EXTRACTED ENTRIES
= = = = = = =

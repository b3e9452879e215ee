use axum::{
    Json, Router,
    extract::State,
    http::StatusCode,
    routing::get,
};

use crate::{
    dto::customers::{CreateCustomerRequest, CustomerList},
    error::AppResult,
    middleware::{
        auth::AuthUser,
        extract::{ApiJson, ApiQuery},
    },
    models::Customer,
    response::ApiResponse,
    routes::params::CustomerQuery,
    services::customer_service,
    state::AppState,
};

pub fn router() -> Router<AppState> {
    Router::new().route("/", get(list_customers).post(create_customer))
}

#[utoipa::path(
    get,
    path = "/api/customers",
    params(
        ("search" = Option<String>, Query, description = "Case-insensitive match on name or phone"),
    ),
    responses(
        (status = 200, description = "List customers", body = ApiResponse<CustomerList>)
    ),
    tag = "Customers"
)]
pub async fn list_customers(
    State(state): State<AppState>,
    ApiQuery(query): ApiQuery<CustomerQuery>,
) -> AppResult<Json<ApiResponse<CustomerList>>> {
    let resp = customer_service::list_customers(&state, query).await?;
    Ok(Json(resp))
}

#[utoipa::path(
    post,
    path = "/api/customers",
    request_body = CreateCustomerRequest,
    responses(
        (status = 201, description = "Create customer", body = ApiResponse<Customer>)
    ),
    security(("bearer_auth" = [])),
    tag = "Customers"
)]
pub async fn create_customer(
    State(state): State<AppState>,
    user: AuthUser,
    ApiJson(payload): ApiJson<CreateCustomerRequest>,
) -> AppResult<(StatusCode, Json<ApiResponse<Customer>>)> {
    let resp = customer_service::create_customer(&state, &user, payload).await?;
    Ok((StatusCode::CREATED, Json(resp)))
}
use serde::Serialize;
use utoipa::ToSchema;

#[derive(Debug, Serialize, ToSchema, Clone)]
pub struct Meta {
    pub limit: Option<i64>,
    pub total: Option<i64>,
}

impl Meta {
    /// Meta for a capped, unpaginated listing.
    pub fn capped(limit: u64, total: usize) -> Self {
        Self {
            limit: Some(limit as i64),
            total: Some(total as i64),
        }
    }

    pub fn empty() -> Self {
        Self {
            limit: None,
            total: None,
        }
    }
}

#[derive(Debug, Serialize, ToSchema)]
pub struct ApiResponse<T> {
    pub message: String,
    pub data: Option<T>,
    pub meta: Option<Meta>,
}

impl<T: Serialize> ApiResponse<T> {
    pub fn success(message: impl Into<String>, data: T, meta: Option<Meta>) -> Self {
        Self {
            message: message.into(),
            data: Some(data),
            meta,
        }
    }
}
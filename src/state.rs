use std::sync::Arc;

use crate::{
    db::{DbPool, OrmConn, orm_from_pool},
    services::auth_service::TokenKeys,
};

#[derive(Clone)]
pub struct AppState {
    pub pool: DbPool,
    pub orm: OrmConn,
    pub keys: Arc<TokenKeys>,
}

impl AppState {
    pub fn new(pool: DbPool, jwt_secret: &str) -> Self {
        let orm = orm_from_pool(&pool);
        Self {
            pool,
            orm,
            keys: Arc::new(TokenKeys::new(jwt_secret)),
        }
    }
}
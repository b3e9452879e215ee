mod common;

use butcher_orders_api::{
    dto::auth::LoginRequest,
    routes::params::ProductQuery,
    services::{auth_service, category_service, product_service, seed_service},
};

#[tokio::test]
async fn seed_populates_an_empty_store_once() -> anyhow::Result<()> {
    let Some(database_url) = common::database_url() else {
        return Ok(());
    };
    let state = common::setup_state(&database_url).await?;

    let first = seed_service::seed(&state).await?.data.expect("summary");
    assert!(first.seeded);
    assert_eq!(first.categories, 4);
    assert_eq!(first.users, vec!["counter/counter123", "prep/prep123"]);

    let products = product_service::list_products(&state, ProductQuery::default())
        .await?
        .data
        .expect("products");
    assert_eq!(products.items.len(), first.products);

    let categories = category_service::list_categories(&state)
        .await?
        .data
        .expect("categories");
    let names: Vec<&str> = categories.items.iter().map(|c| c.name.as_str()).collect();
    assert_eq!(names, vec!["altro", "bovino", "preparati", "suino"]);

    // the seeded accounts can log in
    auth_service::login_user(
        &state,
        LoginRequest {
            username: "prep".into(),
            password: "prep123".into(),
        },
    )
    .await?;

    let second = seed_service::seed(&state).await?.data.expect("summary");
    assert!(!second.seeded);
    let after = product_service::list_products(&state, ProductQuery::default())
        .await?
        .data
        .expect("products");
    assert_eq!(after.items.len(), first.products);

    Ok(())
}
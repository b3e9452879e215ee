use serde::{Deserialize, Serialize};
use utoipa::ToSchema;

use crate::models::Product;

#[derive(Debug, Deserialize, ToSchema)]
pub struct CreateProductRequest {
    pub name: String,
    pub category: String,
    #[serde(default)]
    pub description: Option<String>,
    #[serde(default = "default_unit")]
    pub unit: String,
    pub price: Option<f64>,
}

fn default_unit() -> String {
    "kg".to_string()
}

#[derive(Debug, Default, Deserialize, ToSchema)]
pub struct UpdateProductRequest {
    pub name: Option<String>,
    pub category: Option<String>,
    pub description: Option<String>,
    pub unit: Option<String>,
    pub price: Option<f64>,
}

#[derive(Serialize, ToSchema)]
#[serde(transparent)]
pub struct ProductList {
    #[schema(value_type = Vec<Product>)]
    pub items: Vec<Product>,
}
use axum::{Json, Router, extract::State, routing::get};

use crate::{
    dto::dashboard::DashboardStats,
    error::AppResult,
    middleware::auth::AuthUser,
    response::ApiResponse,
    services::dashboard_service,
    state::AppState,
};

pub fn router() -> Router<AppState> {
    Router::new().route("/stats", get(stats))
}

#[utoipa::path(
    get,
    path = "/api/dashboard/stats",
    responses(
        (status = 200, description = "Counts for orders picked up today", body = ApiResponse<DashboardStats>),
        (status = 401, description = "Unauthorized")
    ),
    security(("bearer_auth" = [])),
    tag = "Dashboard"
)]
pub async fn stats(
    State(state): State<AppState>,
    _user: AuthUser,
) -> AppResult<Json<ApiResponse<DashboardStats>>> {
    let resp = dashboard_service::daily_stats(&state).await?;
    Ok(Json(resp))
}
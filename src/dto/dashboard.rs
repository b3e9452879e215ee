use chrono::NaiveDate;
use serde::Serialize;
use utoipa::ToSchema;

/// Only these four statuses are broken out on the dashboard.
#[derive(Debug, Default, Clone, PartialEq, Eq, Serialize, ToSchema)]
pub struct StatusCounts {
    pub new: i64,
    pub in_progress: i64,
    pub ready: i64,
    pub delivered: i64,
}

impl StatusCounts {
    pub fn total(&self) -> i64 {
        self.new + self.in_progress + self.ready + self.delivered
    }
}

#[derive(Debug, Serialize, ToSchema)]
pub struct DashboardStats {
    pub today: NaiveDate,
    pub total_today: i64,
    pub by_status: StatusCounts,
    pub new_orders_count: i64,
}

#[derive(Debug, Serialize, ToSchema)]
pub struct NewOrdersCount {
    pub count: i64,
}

= = = = = = =

THE TASK
Please transcribe the records in full, keeping every word as it is.

OUTPUT FOR THIS TASK
repository b3e9452879e215ee
use axum::{
    Json, Router,
    extract::State,
    http::StatusCode,
    routing::get,
};

use crate::{
    dto::customers::{CreateCustomerRequest, CustomerList},
    error::AppResult,
    middleware::{
        auth::AuthUser,
        extract::{ApiJson, ApiQuery},
    },
    models::Customer,
    response::ApiResponse,
    routes::params::CustomerQuery,
    services::customer_service,
    state::AppState,
};

pub fn router() -> Router<AppState> {
    Router::new().route("/", get(list_customers).post(create_customer))
}

#[utoipa::path(
    get,
    path = "/api/customers",
    params(
        ("search" = Option<String>, Query, description = "Case-insensitive match on name or phone"),
    ),
    responses(
        (status = 200, description = "List customers", body = ApiResponse<CustomerList>)
    ),
    tag = "Customers"
)]
pub async fn list_customers(
    State(state): State<AppState>,
    ApiQuery(query): ApiQuery<CustomerQuery>,
) -> AppResult<Json<ApiResponse<CustomerList>>> {
    let resp = customer_service::list_customers(&state, query).await?;
    Ok(Json(resp))
}

#[utoipa::path(
    post,
    path = "/api/customers",
    request_body = CreateCustomerRequest,
    responses(
        (status = 201, description = "Create customer", body = ApiResponse<Customer>)
    ),
    security(("bearer_auth" = [])),
    tag = "Customers"
)]
pub async fn create_customer(
    State(state): State<AppState>,
    user: AuthUser,
    ApiJson(payload): ApiJson<CreateCustomerRequest>,
) -> AppResult<(StatusCode, Json<ApiResponse<Customer>>)> {
    let resp = customer_service::create_customer(&state, &user, payload).await?;
    Ok((StatusCode::CREATED, Json(resp)))
}
use serde::Serialize;
use utoipa::ToSchema;

#[derive(Debug, Serialize, ToSchema, Clone)]
pub struct Meta {
    pub limit: Option<i64>,
    pub total: Option<i64>,
}

impl Meta {
    /// Meta for a capped, unpaginated listing.
    pub fn capped(limit: u64, total: usize) -> Self {
        Self {
            limit: Some(limit as i64),
            total: Some(total as i64),
        }
    }

    pub fn empty() -> Self {
        Self {
            limit: None,
            total: None,
        }
    }
}

#[derive(Debug, Serialize, ToSchema)]
pub struct ApiResponse<T> {
    pub message: String,
    pub data: Option<T>,
    pub meta: Option<Meta>,
}

impl<T: Serialize> ApiResponse<T> {
    pub fn success(message: impl Into<String>, data: T, meta: Option<Meta>) -> Self {
        Self {
            message: message.into(),
            data: Some(data),
            meta,
        }
    }
}
filename src/state.rs
use std::sync::Arc;

use crate::{
    db::{DbPool, OrmConn, orm_from_pool},
    services::auth_service::TokenKeys,
};

#[derive(Clone)]
pub struct AppState {
    pub pool: DbPool,
    pub orm: OrmConn,
    pub keys: Arc<TokenKeys>,
}

impl AppState {
    pub fn new(pool: DbPool, jwt_secret: &str) -> Self {
        let orm = orm_from_pool(&pool);
        Self {
            pool,
            orm,
            keys: Arc::new(TokenKeys::new(jwt_secret)),
        }
    }
}
repository b3e9452879e215ee
mod common;

use butcher_orders_api::{
    dto::auth::LoginRequest,
    routes::params::ProductQuery,
    services::{auth_service, category_service, product_service, seed_service},
};

#[tokio::test]
async fn seed_populates_an_empty_store_once() -> anyhow::Result<()> {
    let Some(database_url) = common::database_url() else {
        return Ok(());
    };
    let state = common::setup_state(&database_url).await?;

    let first = seed_service::seed(&state).await?.data.expect("summary");
    assert!(first.seeded);
    assert_eq!(first.categories, 4);
    assert_eq!(first.users, vec!["counter/counter123", "prep/prep123"]);

    let products = product_service::list_products(&state, ProductQuery::default())
        .await?
        .data
        .expect("products");
    assert_eq!(products.items.len(), first.products);

    let categories = category_service::list_categories(&state)
        .await?
        .data
        .expect("categories");
    let names: Vec<&str> = categories.items.iter().map(|c| c.name.as_str()).collect();
    assert_eq!(names, vec!["altro", "bovino", "preparati", "suino"]);

    // the seeded accounts can log in
    auth_service::login_user(
        &state,
        LoginRequest {
            username: "prep".into(),
            password: "prep123".into(),
        },
    )
    .await?;

    let second = seed_service::seed(&state).await?.data.expect("summary");
    assert!(!second.seeded);
    let after = product_service::list_products(&state, ProductQuery::default())
        .await?
        .data
        .expect("products");
    assert_eq!(after.items.len(), first.products);

    Ok(())
}
repository b3e9452879e215ee
use serde::{Deserialize, Serialize};
use utoipa::ToSchema;

use crate::models::Product;

#[derive(Debug, Deserialize, ToSchema)]
pub struct CreateProductRequest {
    pub name: String,
    pub category: String,
    #[serde(default)]
    pub description: Option<String>,
    #[serde(default = "default_unit")]
    pub unit: String,
    pub price: Option<f64>,
}

fn default_unit() -> String {
    "kg".to_string()
}

#[derive(Debug, Default, Deserialize, ToSchema)]
pub struct UpdateProductRequest {
    pub name: Option<String>,
    pub category: Option<String>,
    pub description: Option<String>,
    pub unit: Option<String>,
    pub price: Option<f64>,
}

#[derive(Serialize, ToSchema)]
#[serde(transparent)]
pub struct ProductList {
    #[schema(value_type = Vec<Product>)]
    pub items: Vec<Product>,
}
use axum::{Json, Router, extract::State, routing::get};

use crate::{
    dto::dashboard::DashboardStats,
    error::AppResult,
    middleware::auth::AuthUser,
    response::ApiResponse,
    services::dashboard_service,
    state::AppState,
};

pub fn router() -> Router<AppState> {
    Router::new().route("/stats", get(stats))
}

#[utoipa::path(
    get,
    path = "/api/dashboard/stats",
    responses(
        (status = 200, description = "Counts for orders picked up today", body = ApiResponse<DashboardStats>),
        (status = 401, description = "Unauthorized")
    ),
    security(("bearer_auth" = [])),
    tag = "Dashboard"
)]
pub async fn stats(
    State(state): State<AppState>,
    _user: AuthUser,
) -> AppResult<Json<ApiResponse<DashboardStats>>> {
    let resp = dashboard_service::daily_stats(&state).await?;
    Ok(Json(resp))
}
filename src/dto/dashboard.rs
repository b3e9452879e215ee
use chrono::NaiveDate;
use serde::Serialize;
use utoipa::ToSchema;

/// Only these four statuses are broken out on the dashboard.
#[derive(Debug, Default, Clone, PartialEq, Eq, Serialize, ToSchema)]
pub struct StatusCounts {
    pub new: i64,
    pub in_progress: i64,
    pub ready: i64,
    pub delivered: i64,
}

impl StatusCounts {
    pub fn total(&self) -> i64 {
        self.new + self.in_progress + self.ready + self.delivered
    }
}

#[derive(Debug, Serialize, ToSchema)]
pub struct DashboardStats {
    pub today: NaiveDate,
    pub total_today: i64,
    pub by_status: StatusCounts,
    pub new_orders_count: i64,
}

#[derive(Debug, Serialize, ToSchema)]
pub struct NewOrdersCount {
    pub count: i64,
}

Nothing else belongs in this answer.